Hypertrophic cardiomyopathy (HCM) is an autosomal dominant disease characterized by thickened heart walls, cardiac arrhythmias, myocyte disarray and interstitial fibrosis. Over 10 mutations in alpha-cardiac actin (ACTC) are associated with HCM. The ACTC Ala295Ser substitution causes a highly penetrant disease with diverse phenotypes. To investigate the in vivo consequences of the ACTC mutation we generated Drosophila lines with muscle-specific expression of A295S actin. Our unique models limit genetic diversity and pathological complexity to help resolve molecular mechanisms of diseases. For expression in the fly heart we used UAS-Act57BWT and UAS-Act57BA295S actin transgenes in conjunction with the HandGal4 cardiac-specific driver.

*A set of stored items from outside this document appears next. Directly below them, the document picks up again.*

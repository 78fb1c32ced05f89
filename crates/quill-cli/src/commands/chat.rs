use quill_core::Config;
use std::path::Path;

/// Run the interactive composer.
pub async fn run(config: Config, workspace: &Path) -> anyhow::Result<()> {
    let registry = super::build_registry(&config, workspace);
    let label = workspace.display().to_string();

    quill_tui::run_tui(config, registry, &label)
        .await
        .map_err(|e| anyhow::anyhow!("TUI error: {e}"))?;

    Ok(())
}
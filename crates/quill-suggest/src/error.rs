//! Error types for the quill-suggest crate.

use quill_core::Trigger;

/// Errors that can occur while producing suggestions.
#[derive(Debug, thiserror::Error)]
pub enum SuggestError {
    /// No source is registered for the trigger
    #[error("No suggestion source for trigger '{0}'")]
    NoSource(Trigger),

    /// Walking the workspace failed
    #[error("Workspace scan failed: {0}")]
    Scan(String),

    /// A background task did not finish
    #[error("Task failed: {0}")]
    Task(String),
}
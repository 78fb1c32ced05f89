//! Plain text <-> document conversion.
//!
//! Canonical text writes references as `@value` / `#value`. Parsing
//! turns that syntax back into marked runs, showing `#file:` and `#dir:`
//! references by their last path segment only.

use crate::document::{Document, Inline, Mark};
use once_cell::sync::Lazy;
use regex::Regex;

/// File/dir references first, then mentions.
pub(crate) static REFERENCE_PATTERN: Lazy<Regex> = Lazy::new(|| {
    Regex::new(r"(#(?:file|dir):(\S+))|(@([A-Za-z0-9_-]+))").expect("reference pattern is valid")
});

/// Parse canonical text into a document.
pub fn parse(text: &str) -> Document {
    Document::new(parse_inlines(text))
}

/// Parse canonical text into inline content. `\n` (and `\r\n`) become
/// hard breaks. Used for initial load and for pasted text.
pub fn parse_inlines(text: &str) -> Vec<Inline> {
    let mut nodes = Vec::new();
    for (i, line) in text.split('\n').enumerate() {
        if i > 0 {
            nodes.push(Inline::HardBreak);
        }
        parse_line(line.strip_suffix('\r').unwrap_or(line), &mut nodes);
    }
    nodes
}

fn parse_line(line: &str, nodes: &mut Vec<Inline>) {
    let mut last = 0;
    for caps in REFERENCE_PATTERN.captures_iter(line) {
        let Some(whole) = caps.get(0) else {
            continue;
        };
        if whole.start() > last {
            nodes.push(Inline::text(&line[last..whole.start()]));
        }

        if let (Some(reference), Some(path)) = (caps.get(1), caps.get(2)) {
            let label = display_name(path.as_str());
            let value = &reference.as_str()[1..];
            nodes.push(Inline::marked(
                format!("#{label}"),
                Mark::hashtag(label, value),
            ));
        } else if let Some(name) = caps.get(4) {
            let name = name.as_str();
            nodes.push(Inline::marked(format!("@{name}"), Mark::mention(name, name)));
        }
        last = whole.end();
    }
    if last < line.len() {
        nodes.push(Inline::text(&line[last..]));
    }
}

/// Last non-empty `/` segment of a path.
pub fn display_name(path: &str) -> &str {
    path.rsplit('/')
        .find(|segment| !segment.is_empty())
        .unwrap_or(path)
}

/// Serialize a document to canonical text.
///
/// Marked runs emit `@value` / `#value` followed by a space, unless the
/// following text already starts with whitespace. Hard breaks emit `\n`.
pub fn serialize(doc: &Document) -> String {
    serialize_content(doc.content())
}

pub fn serialize_content(content: &[Inline]) -> String {
    let mut out = String::new();
    for (i, node) in content.iter().enumerate() {
        match node {
            Inline::HardBreak => out.push('\n'),
            Inline::Text { text, mark: None } => out.push_str(text),
            Inline::Text {
                mark: Some(mark), ..
            } => {
                out.push_str(&mark.canonical());
                if !starts_with_whitespace(content.get(i + 1)) {
                    out.push(' ');
                }
            }
        }
    }
    out
}

fn starts_with_whitespace(next: Option<&Inline>) -> bool {
    match next {
        Some(Inline::Text { text, mark: None }) => {
            text.chars().next().is_some_and(char::is_whitespace)
        }
        _ => false,
    }
}

/// `serialize(parse(text))`.
pub fn normalize(text: &str) -> String {
    serialize(&parse(text))
}
use crate::error::QuillError;
use serde::{Deserialize, Serialize};
use std::fs;
use std::path::PathBuf;

pub const DEFAULT_PLACEHOLDER: &str = "Type here... (use # for files, @ for agents)";

/// A named agent that can be mentioned with `@`.
#[derive(Debug, Clone, PartialEq, Eq, Serialize, Deserialize)]
pub struct AgentEntry {
    pub name: String,
    #[serde(default)]
    pub description: String,
}

impl AgentEntry {
    pub fn new(name: impl Into<String>, description: impl Into<String>) -> Self {
        Self {
            name: name.into(),
            description: description.into(),
        }
    }
}

/// Suggestion popup geometry, in terminal cells.
#[derive(Debug, Clone, Copy, PartialEq, Eq, Serialize, Deserialize)]
#[serde(default)]
pub struct PopupConfig {
    pub max_width: u16,
    pub max_height: u16,
    /// Rows kept free between the caret and the popup.
    pub gap: u16,
}

impl Default for PopupConfig {
    fn default() -> Self {
        Self {
            max_width: 48,
            max_height: 10,
            gap: 0,
        }
    }
}

/// Serialized settings from ~/.quill/config.json
#[derive(Debug, Clone, Serialize, Deserialize)]
#[serde(default)]
pub struct Config {
    pub placeholder: String,
    pub agents: Vec<AgentEntry>,
    pub workspace_root: Option<PathBuf>,
    pub icon_dir: Option<PathBuf>,
    pub popup: PopupConfig,
    pub max_suggestions: usize,
    /// Drop suggestion responses whose query no longer matches the
    /// session.
    pub reject_stale_suggestions: bool,
}

impl Default for Config {
    fn default() -> Self {
        Self {
            placeholder: DEFAULT_PLACEHOLDER.to_string(),
            agents: vec![
                AgentEntry::new("default", "General coding assistant"),
                AgentEntry::new("search", "Searches the web before answering"),
                AgentEntry::new("reasoner", "Thinks step by step on hard problems"),
                AgentEntry::new("vanilla", "Plain model without tools"),
            ],
            workspace_root: None,
            icon_dir: None,
            popup: PopupConfig::default(),
            max_suggestions: 10,
            reject_stale_suggestions: true,
        }
    }
}

/// Helper struct for storing the location to read/write global settings
pub struct ConfigStore {
    path: PathBuf,
}

impl Default for ConfigStore {
    fn default() -> Self {
        Self::new()
    }
}

impl ConfigStore {
    pub fn new() -> Self {
        let mut path = dirs::home_dir().unwrap_or_else(|| PathBuf::from("."));
        path.push(".quill");
        path.push("config.json");
        Self { path }
    }

    pub fn at(path: impl Into<PathBuf>) -> Self {
        Self { path: path.into() }
    }

    pub fn path(&self) -> &PathBuf {
        &self.path
    }

    /// Load the user's saved config, or fallback to Default
    pub fn load(&self) -> Config {
        if let Ok(content) = fs::read_to_string(&self.path) {
            match serde_json::from_str(&content) {
                Ok(config) => return config,
                Err(err) => {
                    tracing::warn!(path = %self.path.display(), error = %err, "ignoring unreadable config")
                }
            }
        }
        Config::default()
    }

    /// Save the user's config back to disk
    pub fn save(&self, config: &Config) -> Result<(), QuillError> {
        if let Some(parent) = self.path.parent() {
            fs::create_dir_all(parent)?;
        }
        let content = serde_json::to_string_pretty(config)?;
        fs::write(&self.path, content)?;
        Ok(())
    }
}
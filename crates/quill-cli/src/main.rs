//! quill: terminal chat composer.
//!
//! Type `@` to pick an agent and `#` to reference workspace files.

mod cli;
mod commands;

use clap::Parser;
use cli::{Cli, Commands};
use quill_core::ConfigStore;

#[tokio::main]
async fn main() -> anyhow::Result<()> {
    let cli = Cli::parse();

    // Initialize logging
    if cli.verbose {
        tracing_subscriber::fmt()
            .with_env_filter("quill=debug,quill_core=debug,quill_suggest=debug,quill_tui=debug")
            .with_writer(std::io::stderr)
            .init();
    }

    let config_store = match &cli.config {
        Some(path) => ConfigStore::at(path.clone()),
        None => ConfigStore::new(),
    };
    let mut config = config_store.load();
    if !cli.agents.is_empty() {
        config.agents = cli.agents.iter().map(|a| commands::parse_agent(a)).collect();
    }
    let workspace = commands::resolve_workspace(cli.workspace.as_deref(), &config)?;

    match cli.command {
        None | Some(Commands::Chat) => commands::chat::run(config, &workspace).await?,
        Some(Commands::Parse { ref text }) => commands::text::parse(text)?,
        Some(Commands::Normalize { ref text }) => commands::text::normalize(text),
        Some(Commands::Refs { ref text, files }) => commands::text::refs(text, files),
        Some(Commands::Suggest { trigger, ref query }) => {
            commands::suggest::run(&config, &workspace, trigger, query).await?
        }
    }

    Ok(())
}
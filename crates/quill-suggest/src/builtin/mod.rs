//! Built-in suggestion sources.

pub mod agents;
pub mod workspace;

use crate::SuggestionRegistry;
use quill_core::Config;
use std::path::Path;
use std::sync::Arc;

/// Register the workspace and agent sources into a registry.
pub fn register_all(registry: &mut SuggestionRegistry, config: &Config, workspace_root: &Path) {
    registry.register(Arc::new(workspace::WorkspaceSource::new(
        workspace_root,
        config.max_suggestions,
    )));
    registry.register(Arc::new(agents::AgentSource::new(
        config.agents.clone(),
        config.max_suggestions,
    )));
}
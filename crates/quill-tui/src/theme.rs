//! Centralized theme colors.

use ratatui::style::Color;

pub const ACCENT: Color = Color::Rgb(166, 227, 161); // Green
pub const USER: Color = Color::Rgb(137, 180, 250); // Blue
pub const SYSTEM: Color = Color::Rgb(250, 179, 135); // Peach
pub const ERROR: Color = Color::Rgb(243, 139, 168); // Red
pub const MENTION: Color = Color::Rgb(137, 180, 250); // Blue
pub const HASHTAG: Color = Color::Rgb(148, 226, 213); // Teal
pub const ICON: Color = Color::Rgb(249, 226, 175); // Yellow
pub const CHIP: Color = Color::Rgb(203, 166, 247); // Mauve
pub const SELECTED_BG: Color = Color::Rgb(69, 71, 90); // Surface1
pub const HOVER_BG: Color = Color::Rgb(49, 50, 68); // Surface0
pub const BORDER: Color = Color::Rgb(49, 50, 68);
pub const DIM: Color = Color::Rgb(88, 91, 112); // Overlay0
pub const BAR_BG: Color = Color::Rgb(24, 24, 37); // Mantle
pub const BAR_FG: Color = Color::Rgb(147, 153, 178); // Overlay1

Confocal microscopy confirmed heart-restricted expression of UAS-Act57BWTGFP and UAS-Act57BA295SGFP and co-polymerization of transgenic and endogenous actin. High-speed video microscopy and motion analysis revealed A295S actin expression significantly reduced diastolic volumes and increased systolic intervals consistent with elevated contractile properties at rest and during contraction. For indirect flight muscle (IFM)-specific actin expression, we used the IFM targeted Act88FWTand Act88FA295S transgenes, in an IFM actin null background. Muscle mechanics on heterozygous IFM fibers revealed that the A295S actin mutation increased power, the frequency of maximum power generation (fmax), and stiffness relative to control fibers. The higher fmax and stiffness are likely causes of an observed increase in wing beat frequency (WBF) of Act88FA295Sheterozygous flies. The WBF increase had a negative impact on flight ability which decreased further as mutant: wildtype actin ratios were increased. Overall, enhanced contractile activity of actin HCM cardiac myocytes and IFM fibers is consistent with the hypercontractile properties frequently associated with HCM mutations.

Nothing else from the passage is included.